■ Work item: Check every line of the records below for the string "LinkOpener", then report only how many lines have it.
== Given records ==
//! Interactive search session over a line-based input

use anyhow::{Context, Result};
use colored::Colorize;
use std::io::{BufRead, Write};
use tracing::debug;

use crate::not_found::NotFoundView;
use crate::page::SearchPage;
use crate::router::Route;
use crate::strings;

/// Opens an external link in a new browsing context
pub type LinkOpener<'a> = &'a dyn Fn(&str) -> std::io::Result<()>;

#[derive(Debug, PartialEq, Eq)]
enum Input {
    Query(String),
    Navigate(String),
    Open(usize),
    Help,
    Quit,
    Unknown(String),
}

fn parse_input(line: &str) -> Input {
    let trimmed = line.trim();
    if trimmed.starts_with('/') {
        return Input::Navigate(trimmed.to_string());
    }
    let Some(command) = trimmed.strip_prefix(':') else {
        // Queries are forwarded as typed
        return Input::Query(line.to_string());
    };

    let mut parts = command.split_whitespace();
    match (parts.next(), parts.next()) {
        (Some("q" | "quit" | "exit"), None) => Input::Quit,
        (Some("h" | "help"), None) => Input::Help,
        (Some("o" | "open"), Some(n)) => match n.parse() {
            Ok(n) => Input::Open(n),
            Err(_) => Input::Unknown(trimmed.to_string()),
        },
        _ => Input::Unknown(trimmed.to_string()),
    }
}

const HELP: &str = "\
  <terms>    search repositories
  /path      navigate ('/' is the search page)
  :open N    open result N in the browser
  :help      show this help
  :quit      exit";

/// Drives a SearchPage from lines of input, the terminal stand-in for the
/// form, the router and the card links.
pub struct Session<'a, W: Write> {
    page: SearchPage<'a>,
    route: Route,
    out: W,
    opener: LinkOpener<'a>,
}

impl<'a, W: Write> Session<'a, W> {
    pub fn new(page: SearchPage<'a>, out: W, opener: LinkOpener<'a>) -> Self {
        Self {
            page,
            route: Route::Search,
            out,
            opener,
        }
    }

    /// Read lines until end of input or `:quit`
    pub fn run<R: BufRead>(&mut self, input: R) -> Result<()> {
        writeln!(self.out, "{}", strings::APP_TITLE.white().bold())?;
        writeln!(self.out, "{}", "Type search terms, or :help".dimmed())?;

        for line in input.lines() {
            let line = line.context("Failed to read input")?;
            if !self.handle(&line)? {
                break;
            }
        }
        self.out.flush()?;
        Ok(())
    }

    /// Handle one line; returns false when the session should end
    fn handle(&mut self, line: &str) -> Result<bool> {
        match parse_input(line) {
            Input::Quit => return Ok(false),
            Input::Help => writeln!(self.out, "{}", HELP)?,
            Input::Unknown(command) => {
                writeln!(self.out, "Unknown command: {} (try :help)", command)?
            }
            Input::Navigate(path) => {
                self.route = Route::resolve(&path);
                debug!(path = self.route.path(), "navigated");
                self.render_route()?;
            }
            Input::Query(query) => match &self.route {
                Route::Search => {
                    self.page.submit_search(&query);
                    let rendered = self.page.render_text();
                    if !rendered.is_empty() {
                        writeln!(self.out, "{}", rendered)?;
                    }
                }
                Route::NotFound(_) => writeln!(
                    self.out,
                    "{}: {}",
                    strings::BACK_HOME.cyan(),
                    Route::HOME
                )?,
            },
            Input::Open(position) => self.open_result(position)?,
        }
        Ok(true)
    }

    fn render_route(&mut self) -> Result<()> {
        match &self.route {
            Route::Search => {
                writeln!(self.out, "{}", strings::APP_TITLE.white().bold())?;
                if !self.page.form().query().is_empty() {
                    writeln!(
                        self.out,
                        "{}: {}",
                        strings::SEARCH_LABEL.dimmed(),
                        self.page.form().query()
                    )?;
                }
                let rendered = self.page.render_text();
                if !rendered.is_empty() {
                    writeln!(self.out, "{}", rendered)?;
                }
            }
            Route::NotFound(path) => {
                writeln!(self.out, "{}", NotFoundView::new(path).render_text())?;
            }
        }
        Ok(())
    }

    fn open_result(&mut self, position: usize) -> Result<()> {
        let url = position
            .checked_sub(1)
            .and_then(|i| self.page.results().get(i))
            .map(|repo| repo.url.clone());

        match url {
            Some(url) => {
                (self.opener)(&url).with_context(|| format!("Failed to open {}", url))?;
                writeln!(self.out, "Opened {}", url)?;
            }
            None => writeln!(
                self.out,
                "No result #{} ({} shown)",
                position,
                self.page.results().len()
            )?,
        }
        Ok(())
    }
}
===
■ The answer: 3